Sanders is vague about his financing plans. He suggests that cuts in military spending could generate cash, but also proposes a rise in tax for big corporations. These are welcome proposals, but our group has one quibble. Big transformational projects are not financed from taxation. Kennedy’s moonshot wasn’t, nor is Britain’s HS2 rail project. Suggesting that the deal can be paid for through tax (even from big corporations) will rightly raise suspicions. Ordinary taxpayers will assume – as they did during the US debate about inheritance tax (reframed by the right as “death taxes”) – that the burden of such a carbon levy will fall instead on their shoulders.
So where should the money come from? There are fundamentally only two sources of financing. The first is borrowing (credit). This is achieved by applying for a loan, or issuing a bond. The second is existing savings.
To raise the money for a green deal, governments would have to draw on their equivalent of a giant credit card, but would also be able to take advantage of investment by savers. Thankfully, the creation of millions of jobs will generate the income and tax revenues needed to repay any borrowing. As Sanders argues, the whole thing will pay for itself.

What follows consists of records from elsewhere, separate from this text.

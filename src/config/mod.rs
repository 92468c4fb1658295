mod schema;

pub use schema::*;

use crate::sampler::Instance;
use std::collections::HashSet;
use std::path::Path;
use std::time::Duration;
use sysinfo::System;
use thiserror::Error;
use tracing::warn;

#[derive(Debug, Error)]
pub enum ConfigError {
    #[error("Failed to read config file: {0}")]
    IoError(#[from] std::io::Error),
    #[error("Failed to parse config: {0}")]
    ParseError(#[from] toml::de::Error),
    #[error("interval must be greater than 0")]
    ZeroInterval,
    #[error("no usable [[instance]] block in configuration")]
    NoInstances,
}

/// Read, parse and validate a configuration file.
///
/// # Errors
///
/// Returns a [`ConfigError`] if the file cannot be read or parsed, or if no
/// valid instance remains after validation.
pub fn load_config<P: AsRef<Path>>(path: P) -> Result<Config, ConfigError> {
    let content = std::fs::read_to_string(path)?;
    parse_config(&content)
}

/// # Errors
///
/// See [`load_config`].
pub fn parse_config(content: &str) -> Result<Config, ConfigError> {
    let config: Config = toml::from_str(content)?;
    config.validate()
}

impl Config {
    /// Drop instance blocks that cannot be used (empty or duplicate name) with
    /// a warning. A bad block does not stop the others from loading.
    ///
    /// # Errors
    ///
    /// Returns [`ConfigError::ZeroInterval`] or [`ConfigError::NoInstances`].
    pub fn validate(mut self) -> Result<Self, ConfigError> {
        if self.interval == 0 {
            return Err(ConfigError::ZeroInterval);
        }

        let mut seen = HashSet::new();
        self.instances.retain_mut(|instance| {
            if instance.name.trim().is_empty() {
                warn!("skipping [[instance]] block without a name");
                return false;
            }
            if !seen.insert(instance.name.clone()) {
                warn!(instance = %instance.name, "skipping duplicate [[instance]] block");
                return false;
            }
            if instance.interval == Some(0) {
                warn!(instance = %instance.name, "interval = 0 ignored, using the global interval");
                instance.interval = None;
            }
            true
        });

        if self.instances.is_empty() {
            return Err(ConfigError::NoInstances);
        }

        Ok(self)
    }

    #[must_use]
    pub const fn default_interval(&self) -> Duration {
        Duration::from_secs(self.interval)
    }

    /// Build one runtime instance per block.
    #[must_use]
    pub fn into_instances(self, hostname: &str) -> Vec<Instance> {
        self.instances
            .into_iter()
            .map(|instance| instance.into_instance(hostname))
            .collect()
    }
}

/// Local host name, used as host tag for instances on loopback addresses.
#[must_use]
pub fn local_hostname() -> String {
    System::host_name()
        .filter(|h| !h.is_empty())
        .unwrap_or_else(|| "localhost".to_string())
}
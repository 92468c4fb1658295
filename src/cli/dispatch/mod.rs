use crate::cli::actions::Action;
use anyhow::{Result, anyhow};
use clap::ArgMatches;
use std::path::PathBuf;

/// # Errors
///
/// Returns an error if required arguments are missing
pub fn handler(matches: &ArgMatches) -> Result<Action> {
    let config = matches
        .get_one::<PathBuf>("config")
        .cloned()
        .ok_or_else(|| {
            anyhow!("Config is required. Please provide it using the --config flag.")
        })?;

    if matches.get_flag("check") {
        return Ok(Action::Check { config });
    }

    let port = matches
        .get_one::<u16>("port")
        .copied()
        .ok_or_else(|| anyhow!("Port is required. Please provide it using the --port flag."))?;

    // None means auto-detect
    let listen = matches
        .get_one::<String>("listen")
        .map(std::string::ToString::to_string);

    Ok(Action::Run {
        port,
        listen,
        config,
    })
}
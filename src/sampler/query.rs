//! Fixed query texts, version gates, and the traced executor.

use super::client::{ResultSet, Row, Session};
use super::error::{QueryError, SchemaError};
use tracing::{info_span, warn};
use tracing_futures::Instrument as _;

pub const SHOW_STATUS: &str = "SHOW STATUS";
pub const SHOW_GLOBAL_STATUS: &str = "SHOW GLOBAL STATUS";
pub const SHOW_MASTER_STATUS: &str = "SHOW MASTER STATUS";
pub const SHOW_SLAVE_STATUS: &str = "SHOW SLAVE STATUS";
pub const SHOW_WSREP_STATUS: &str = "SHOW GLOBAL STATUS LIKE 'wsrep_%'";
pub const INNODB_METRICS_ENABLED: &str =
    "SELECT name, count, type FROM information_schema.innodb_metrics WHERE enabled";
pub const INNODB_METRICS_STATUS_ENABLED: &str =
    "SELECT name, count, type FROM information_schema.innodb_metrics WHERE status = 'enabled'";

/// Servers older than 5.0.2 only know the session-scoped `SHOW STATUS`.
pub const GLOBAL_STATUS_MIN_VERSION: u64 = 50_002;
/// `information_schema.innodb_metrics` exists from 5.6.
pub const INNODB_METRICS_MIN_VERSION: u64 = 50_600;
/// From 10.5 the `status` column is gone and `enabled` is a boolean.
pub const INNODB_METRICS_ENABLED_COLUMN_VERSION: u64 = 100_500;

#[must_use]
pub const fn status_query(version: u64) -> &'static str {
    if version < GLOBAL_STATUS_MIN_VERSION {
        SHOW_STATUS
    } else {
        SHOW_GLOBAL_STATUS
    }
}

#[must_use]
pub const fn innodb_metrics_supported(version: u64) -> bool {
    version >= INNODB_METRICS_MIN_VERSION
}

#[must_use]
pub const fn innodb_metrics_query(version: u64) -> &'static str {
    if version >= INNODB_METRICS_ENABLED_COLUMN_VERSION {
        INNODB_METRICS_ENABLED
    } else {
        INNODB_METRICS_STATUS_ENABLED
    }
}

/// Run `query` and materialize its full result.
///
/// # Errors
///
/// Returns a [`QueryError`] if the server rejects the statement or the result
/// cannot be fetched.
pub async fn execute(session: &mut dyn Session, query: &'static str) -> Result<ResultSet, QueryError> {
    let operation = query.split_whitespace().next().unwrap_or("QUERY");
    let span = info_span!(
        "db.query",
        db.system = "mysql",
        db.operation = operation,
        db.statement = query,
        db.rows = tracing::field::Empty,
        otel.kind = "client"
    );

    let result = session.query(query).instrument(span.clone()).await?;
    span.record("db.rows", result.len());
    Ok(result)
}

/// Take the single row a status query is expected to return.
///
/// # Errors
///
/// Returns [`SchemaError::NoRows`] on an empty result, or
/// [`SchemaError::TooFewColumns`] if the result is narrower than `min_columns`.
pub fn single_row<'a>(
    result: &'a ResultSet,
    query: &'static str,
    min_columns: usize,
) -> Result<&'a Row, SchemaError> {
    let row = result.rows().first().ok_or(SchemaError::NoRows { query })?;

    if result.len() > 1 {
        warn!(
            query,
            rows = result.len(),
            "query returned more than one row, using the first one"
        );
    }

    if result.columns() < min_columns {
        return Err(SchemaError::TooFewColumns {
            query,
            expected: min_columns,
            actual: result.columns(),
        });
    }

    Ok(row)
}

#[cfg(test)]
mod tests {
    use super::*;

    #[test]
    fn test_status_query_gate() {
        assert_eq!(status_query(50_001), SHOW_STATUS);
        assert_eq!(status_query(50_002), SHOW_GLOBAL_STATUS);
        assert_eq!(status_query(100_508), SHOW_GLOBAL_STATUS);
        assert_eq!(status_query(0), SHOW_STATUS);
    }

    #[test]
    fn test_innodb_metrics_gates() {
        assert!(!innodb_metrics_supported(50_599));
        assert!(innodb_metrics_supported(50_600));

        assert_eq!(innodb_metrics_query(50_600), INNODB_METRICS_STATUS_ENABLED);
        assert_eq!(innodb_metrics_query(100_499), INNODB_METRICS_STATUS_ENABLED);
        assert_eq!(innodb_metrics_query(100_500), INNODB_METRICS_ENABLED);
        assert_eq!(innodb_metrics_query(110_400), INNODB_METRICS_ENABLED);
    }

    #[test]
    fn test_single_row_no_rows() {
        let result = ResultSet::new(2, Vec::new());
        assert_eq!(
            single_row(&result, SHOW_MASTER_STATUS, 2),
            Err(SchemaError::NoRows {
                query: SHOW_MASTER_STATUS
            })
        );
    }

    #[test]
    fn test_single_row_too_few_columns() {
        let result = ResultSet::from_rows(&[["log-bin.000123"]]);
        assert_eq!(
            single_row(&result, SHOW_MASTER_STATUS, 2),
            Err(SchemaError::TooFewColumns {
                query: SHOW_MASTER_STATUS,
                expected: 2,
                actual: 1
            })
        );
    }

    #[test]
    fn test_single_row_checks_result_width() {
        let row = vec![Some("log-bin.000123".to_string()), Some("4096".to_string())];
        let result = ResultSet::new(1, vec![row]);
        assert_eq!(
            single_row(&result, SHOW_MASTER_STATUS, 2),
            Err(SchemaError::TooFewColumns {
                query: SHOW_MASTER_STATUS,
                expected: 2,
                actual: 1
            })
        );
    }

    #[test]
    #[allow(clippy::unwrap_used)]
    fn test_single_row_uses_first() {
        let result = ResultSet::from_rows(&[["log-bin.000123", "4096"], ["log-bin.000124", "8"]]);
        let row = single_row(&result, SHOW_MASTER_STATUS, 2).unwrap();
        assert_eq!(row.get(1).cloned().flatten().as_deref(), Some("4096"));
    }
}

First, the borrowing: credit issued by a commercial bank, as we all know from spending on our credit cards, does not draw on our existing deposits or savings. Instead it is a promise to pay in the future. OECD governments (backed by millions of taxpayers) are the most trusted borrowers, which is why their promises (bonds) are in such demand. Savings, by contrast, already exist – in bank deposits and savings accounts.Advertisement
When a government borrows, as it has for financing HS2, that leads to investment and the creation of paid jobs in public and private sectors, and to private sector profits. Both employment income and profits generate tax revenues. Tax revenues are, therefore, a consequence of spending or investment – and can be used to pay back the borrowing. They need not be used directly to finance that investment.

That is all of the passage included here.